Answers to the questions teams ask most when evaluating or rolling out Sparkle. For issues with a specific setup, see [Troubleshooting](/help/troubleshooting).

<AccordionGroup>
  <Accordion title="Does Sparkle replace SAST?">
    No. SAST finds vulnerabilities in code that already exists. Sparkle prevents classes of issues from being written in the first place by giving agents the rules before generation, then verifies the output against those rules.

    Most teams run both: Sparkle reduces the volume of findings reaching SAST and review, and SAST remains the deep static-analysis backstop.
  </Accordion>

  <Accordion title="Does Sparkle store source code?">
    Sparkle analyzes your repositories to generate guardrails and verify changes, but it is not a code host. Your code stays in your git provider.

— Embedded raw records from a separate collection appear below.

//! Core types for image decoding.

use serde::{Deserialize, Serialize};
use thiserror::Error;

use crate::geometry::Size;

/// Failures raised by decode primitives and backends.
///
/// Variants are grouped the way the loader classifies them: missing input,
/// unreadable container, bad data, then post-decode stages.
#[derive(Debug, Clone, PartialEq, Error)]
pub enum DecodeError {
    #[error("No image source available: {0}")]
    NoSource(String),

    #[error("I/O error: {0}")]
    IoError(String),

    /// Neither the extension nor the magic bytes identify a supported container.
    #[error("Unrecognized image container")]
    InvalidFormat,

    /// `rawloader` has no profile for this body.
    #[error("Unsupported camera: {0}")]
    UnsupportedCamera(String),

    #[error("Corrupted or truncated image data: {0}")]
    CorruptedFile(String),

    #[error("EXIF error: {0}")]
    ExifError(String),

    /// The container carries no preview or EXIF thumbnail.
    #[error("No embedded thumbnail found")]
    NoThumbnail,

    #[error("Failed to materialize decoded image: {0}")]
    Materialization(String),

    #[error("Color space conversion failed: {0}")]
    ColorConversion(String),
}

/// Resampling filter for thumbnails and scaled decodes.
#[derive(Debug, Clone, Copy, PartialEq, Eq, Default, Serialize, Deserialize)]
pub enum FilterType {
    Nearest,
    /// Triangle filter; the thumbnail default.
    #[default]
    Bilinear,
    Lanczos3,
}

impl FilterType {
    pub fn to_image_filter(self) -> image::imageops::FilterType {
        use image::imageops::FilterType as Resample;
        match self {
            FilterType::Nearest => Resample::Nearest,
            FilterType::Bilinear => Resample::Triangle,
            FilterType::Lanczos3 => Resample::Lanczos3,
        }
    }
}

/// A decoded, display-ready image with 8-bit RGB pixel data.
#[derive(Debug, Clone, PartialEq)]
pub struct DecodedImage {
    /// Image width in pixels.
    pub width: u32,
    /// Image height in pixels.
    pub height: u32,
    /// RGB pixel data in row-major order (3 bytes per pixel).
    /// Length should be width * height * 3.
    pub pixels: Vec<u8>,
}

impl DecodedImage {
    /// Create a new DecodedImage with the given dimensions and pixel data.
    pub fn new(width: u32, height: u32, pixels: Vec<u8>) -> Self {
        debug_assert_eq!(
            pixels.len(),
            width as usize * height as usize * 3,
            "Pixel buffer size mismatch"
        );
        Self {
            width,
            height,
            pixels,
        }
    }

    /// A uniformly filled image; handy for placeholders and tests.
    pub fn filled(width: u32, height: u32, rgb: [u8; 3]) -> Self {
        let pixels = rgb
            .iter()
            .copied()
            .cycle()
            .take(width as usize * height as usize * 3)
            .collect();
        Self::new(width, height, pixels)
    }

    /// Create a DecodedImage from an image::RgbImage.
    pub fn from_rgb_image(img: image::RgbImage) -> Self {
        let (width, height) = img.dimensions();
        let pixels = img.into_raw();
        Self {
            width,
            height,
            pixels,
        }
    }

    /// Convert to an image::RgbImage for further processing.
    pub fn to_rgb_image(&self) -> Option<image::RgbImage> {
        image::RgbImage::from_raw(self.width, self.height, self.pixels.clone())
    }

    pub fn size(&self) -> Size {
        Size::from_pixels(self.width, self.height)
    }

    /// Check if this is an empty/invalid image.
    pub fn is_empty(&self) -> bool {
        self.width == 0 || self.height == 0 || self.pixels.is_empty()
    }
}

/// A scene-linear, floating-point RGB image as produced by a full decode.
///
/// Values are linear-light with sRGB primaries; 1.0 is diffuse white but
/// highlights may exceed it.
#[derive(Debug, Clone, PartialEq)]
pub struct LinearImage {
    pub width: u32,
    pub height: u32,
    /// RGB samples in row-major order (3 floats per pixel).
    pub pixels: Vec<f32>,
}

impl LinearImage {
    pub fn new(width: u32, height: u32, pixels: Vec<f32>) -> Self {
        debug_assert_eq!(
            pixels.len(),
            width as usize * height as usize * 3,
            "Pixel buffer size mismatch"
        );
        Self {
            width,
            height,
            pixels,
        }
    }

    pub fn from_rgb32f_image(img: image::Rgb32FImage) -> Self {
        let (width, height) = img.dimensions();
        Self {
            width,
            height,
            pixels: img.into_raw(),
        }
    }

    pub fn to_rgb32f_image(&self) -> Option<image::Rgb32FImage> {
        image::Rgb32FImage::from_raw(self.width, self.height, self.pixels.clone())
    }

    pub fn size(&self) -> Size {
        Size::from_pixels(self.width, self.height)
    }

    pub fn is_empty(&self) -> bool {
        self.width == 0 || self.height == 0 || self.pixels.is_empty()
    }
}
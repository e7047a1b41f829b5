//! Post-decode adjustments: exposure, noise reduction and orientation.

use image::imageops;

use super::baked::orient;
use super::types::{DecodeError, DecodedImage, LinearImage};
use crate::metadata::Orientation;

// Rec. 709 luma weights, matching the sRGB primaries of linear images
const LUMA: [f32; 3] = [0.2126, 0.7152, 0.0722];

#[inline]
fn luma(px: &[f32]) -> f32 {
    LUMA[0] * px[0] + LUMA[1] * px[1] + LUMA[2] * px[2]
}

/// Scale linear values by `2^ev`.
pub fn apply_exposure(image: &mut LinearImage, ev: f32) {
    if ev == 0.0 || !ev.is_finite() {
        return;
    }
    let gain = 2f32.powf(ev);
    for v in image.pixels.iter_mut() {
        *v *= gain;
    }
}

/// Blend luminance and chroma toward a Gaussian-blurred copy.
///
/// `luminance` and `color` are amounts in `0.0..=1.0`; zero leaves that
/// component untouched.
pub fn reduce_noise(
    image: &LinearImage,
    luminance: f32,
    color: f32,
) -> Result<LinearImage, DecodeError> {
    let luminance = luminance.clamp(0.0, 1.0);
    let color = color.clamp(0.0, 1.0);
    if luminance == 0.0 && color == 0.0 {
        return Ok(image.clone());
    }

    let buffer = image
        .to_rgb32f_image()
        .ok_or_else(|| DecodeError::Materialization("linear buffer size mismatch".to_string()))?;
    let sigma = 0.5 + 1.5 * luminance.max(color);
    let blurred = imageops::blur(&buffer, sigma);

    let pixels = image
        .pixels
        .chunks_exact(3)
        .zip(blurred.as_raw().chunks_exact(3))
        .flat_map(|(orig, soft)| {
            let y_orig = luma(orig);
            let y_soft = luma(soft);
            let y = y_orig + luminance * (y_soft - y_orig);
            let mut out = [0.0f32; 3];
            for c in 0..3 {
                let chroma_orig = orig[c] - y_orig;
                let chroma_soft = soft[c] - y_soft;
                out[c] = y + chroma_orig + color * (chroma_soft - chroma_orig);
            }
            out
        })
        .collect();

    Ok(LinearImage::new(image.width, image.height, pixels))
}

/// Apply an EXIF orientation to a linear image.
pub fn orient_linear(image: LinearImage, orientation: Orientation) -> Result<LinearImage, DecodeError> {
    if orientation == Orientation::Normal {
        return Ok(image);
    }
    let buffer = image
        .to_rgb32f_image()
        .ok_or_else(|| DecodeError::Materialization("linear buffer size mismatch".to_string()))?;
    let oriented = orient(image::DynamicImage::ImageRgb32F(buffer), orientation);
    Ok(LinearImage::from_rgb32f_image(oriented.into_rgb32f()))
}

/// Apply an EXIF orientation to an 8-bit image.
pub fn orient_image(image: DecodedImage, orientation: Orientation) -> Result<DecodedImage, DecodeError> {
    if orientation == Orientation::Normal {
        return Ok(image);
    }
    let buffer = image
        .to_rgb_image()
        .ok_or_else(|| DecodeError::Materialization("pixel buffer size mismatch".to_string()))?;
    let oriented = orient(image::DynamicImage::ImageRgb8(buffer), orientation);
    Ok(DecodedImage::from_rgb_image(oriented.into_rgb8()))
}
//! Decoding of baked formats (JPEG, PNG, TIFF, WebP) with EXIF orientation
//! handling.
//!
//! Embedded RAW previews are plain JPEGs, so they go through here as well.

use std::io::Cursor;

use exif::{In, Reader, Tag};
use image::{DynamicImage, ImageReader};

use super::{DecodeError, DecodedImage, LinearImage};
use crate::color::srgb_to_linear;
use crate::metadata::Orientation;

fn map_image_error(err: image::ImageError) -> DecodeError {
    match err {
        image::ImageError::Unsupported(e) => {
            log::debug!("Unsupported image data: {}", e);
            DecodeError::InvalidFormat
        }
        image::ImageError::IoError(e) => DecodeError::IoError(e.to_string()),
        other => DecodeError::CorruptedFile(other.to_string()),
    }
}

fn decode_dynamic(bytes: &[u8], apply_orientation: bool) -> Result<DynamicImage, DecodeError> {
    if bytes.is_empty() {
        return Err(DecodeError::CorruptedFile("empty image data".to_string()));
    }

    let reader = ImageReader::new(Cursor::new(bytes))
        .with_guessed_format()
        .map_err(|e| DecodeError::IoError(e.to_string()))?;

    let img = reader.decode().map_err(map_image_error)?;

    if apply_orientation {
        Ok(orient(img, read_orientation(bytes)))
    } else {
        Ok(img)
    }
}

/// Decode an image from bytes into 8-bit RGB.
///
/// When `apply_orientation` is set, the EXIF orientation is applied so the
/// result is displayed upright.
///
/// # Errors
///
/// - `DecodeError::InvalidFormat` if the format is not recognized
/// - `DecodeError::CorruptedFile` if the data is truncated or damaged
pub fn decode_image(bytes: &[u8], apply_orientation: bool) -> Result<DecodedImage, DecodeError> {
    let img = decode_dynamic(bytes, apply_orientation)?;
    Ok(DecodedImage::from_rgb_image(img.into_rgb8()))
}

/// Decode an image from bytes into scene-linear floating point.
///
/// Baked formats are assumed to be sRGB encoded; the transfer curve is
/// undone so the result can go through the same rendering path as a RAW
/// development.
pub fn decode_image_linear(
    bytes: &[u8],
    apply_orientation: bool,
) -> Result<LinearImage, DecodeError> {
    let img = decode_dynamic(bytes, apply_orientation)?;
    let mut rgb = img.into_rgb32f();
    for v in rgb.iter_mut() {
        *v = srgb_to_linear(*v);
    }
    Ok(LinearImage::from_rgb32f_image(rgb))
}

/// Read pixel dimensions from the image header without decoding pixels.
pub fn header_dimensions(bytes: &[u8]) -> Result<(u32, u32), DecodeError> {
    ImageReader::new(Cursor::new(bytes))
        .with_guessed_format()
        .map_err(|e| DecodeError::IoError(e.to_string()))?
        .into_dimensions()
        .map_err(map_image_error)
}

/// Extract the EXIF orientation.
///
/// Returns `Orientation::Normal` if no EXIF data is found or orientation
/// cannot be determined.
pub fn read_orientation(bytes: &[u8]) -> Orientation {
    let mut cursor = Cursor::new(bytes);

    Reader::new()
        .read_from_container(&mut cursor)
        .ok()
        .and_then(|exif| {
            exif.get_field(Tag::Orientation, In::PRIMARY)
                .and_then(|field| field.value.get_uint(0))
        })
        .map(Orientation::from)
        .unwrap_or_default()
}

/// Apply EXIF orientation transformation to an image.
pub(super) fn orient(img: DynamicImage, orientation: Orientation) -> DynamicImage {
    match orientation {
        Orientation::Normal => img,
        Orientation::FlipHorizontal => img.fliph(),
        Orientation::Rotate180 => img.rotate180(),
        Orientation::FlipVertical => img.flipv(),
        Orientation::Transpose => img.rotate90().fliph(),
        Orientation::Rotate90CW => img.rotate90(),
        Orientation::Transverse => img.rotate270().fliph(),
        Orientation::Rotate270CW => img.rotate270(),
    }
}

    For details on what is processed, what is retained, and for how long, contact [team@sparkle.security](mailto:team@sparkle.security) for the current data handling documentation.
  </Accordion>

  <Accordion title="Can Sparkle work with Cursor, Windsurf, and Claude Code?">
    Yes. Cursor, Windsurf, and VS Code use the [Sparkle Guardrails extension](/extension/usage). Claude Code and Codex are configured through the [Sparkle CLI](/cli/usage):

    ```bash theme={null}
    sparkle setup --ide claudeCode
    ```

    Any MCP-compatible agent can also use the Sparkle MCP server directly.
  </Accordion>

  <Accordion title="Are guardrails generated per repo?">
    Yes. Sparkle generates rules from each repo's actual stack, structure, and patterns, and scopes them by git remote. A rule fetched for `acme/payments-api` never applies to code in another repo.
  </Accordion>

  <Accordion title="Can a developer work across multiple repos when using Sparkle?">
    Yes. Sparkle applies guardrails at the repo level. When you change files in more than one repository, Sparkle resolves each repo from its git remote and fetches that repo's guardrails separately. Rules from one repo are never applied to another.
  </Accordion>

  <Accordion title="Does Sparkle work in a git worktree?">
    Yes. Sparkle identifies a repository by its git remote. When you code in a worktree, Sparkle resolves the same repo and applies the same guardrails as it would from the primary working tree.
  </Accordion>

  <Accordion title="Can security teams define organization-wide rules?">
    Yes. Organization rules — for example, "never log tokens, credentials, or PII" — are defined once in the workspace and returned alongside repo-specific rules on every `get_guardrails` call. Developers get one merged rule set per task and don't manage the layering.
  </Accordion>

  <Accordion title="Can developers override guardrails?">
    Guardrails are context, not a hard block: an agent follows them during generation, and Sparkle verifies the output afterward. If a developer intentionally deviates — say, a legitimate exception to a pattern — the deviation is visible in verification and the guardrails summary rather than silently ignored.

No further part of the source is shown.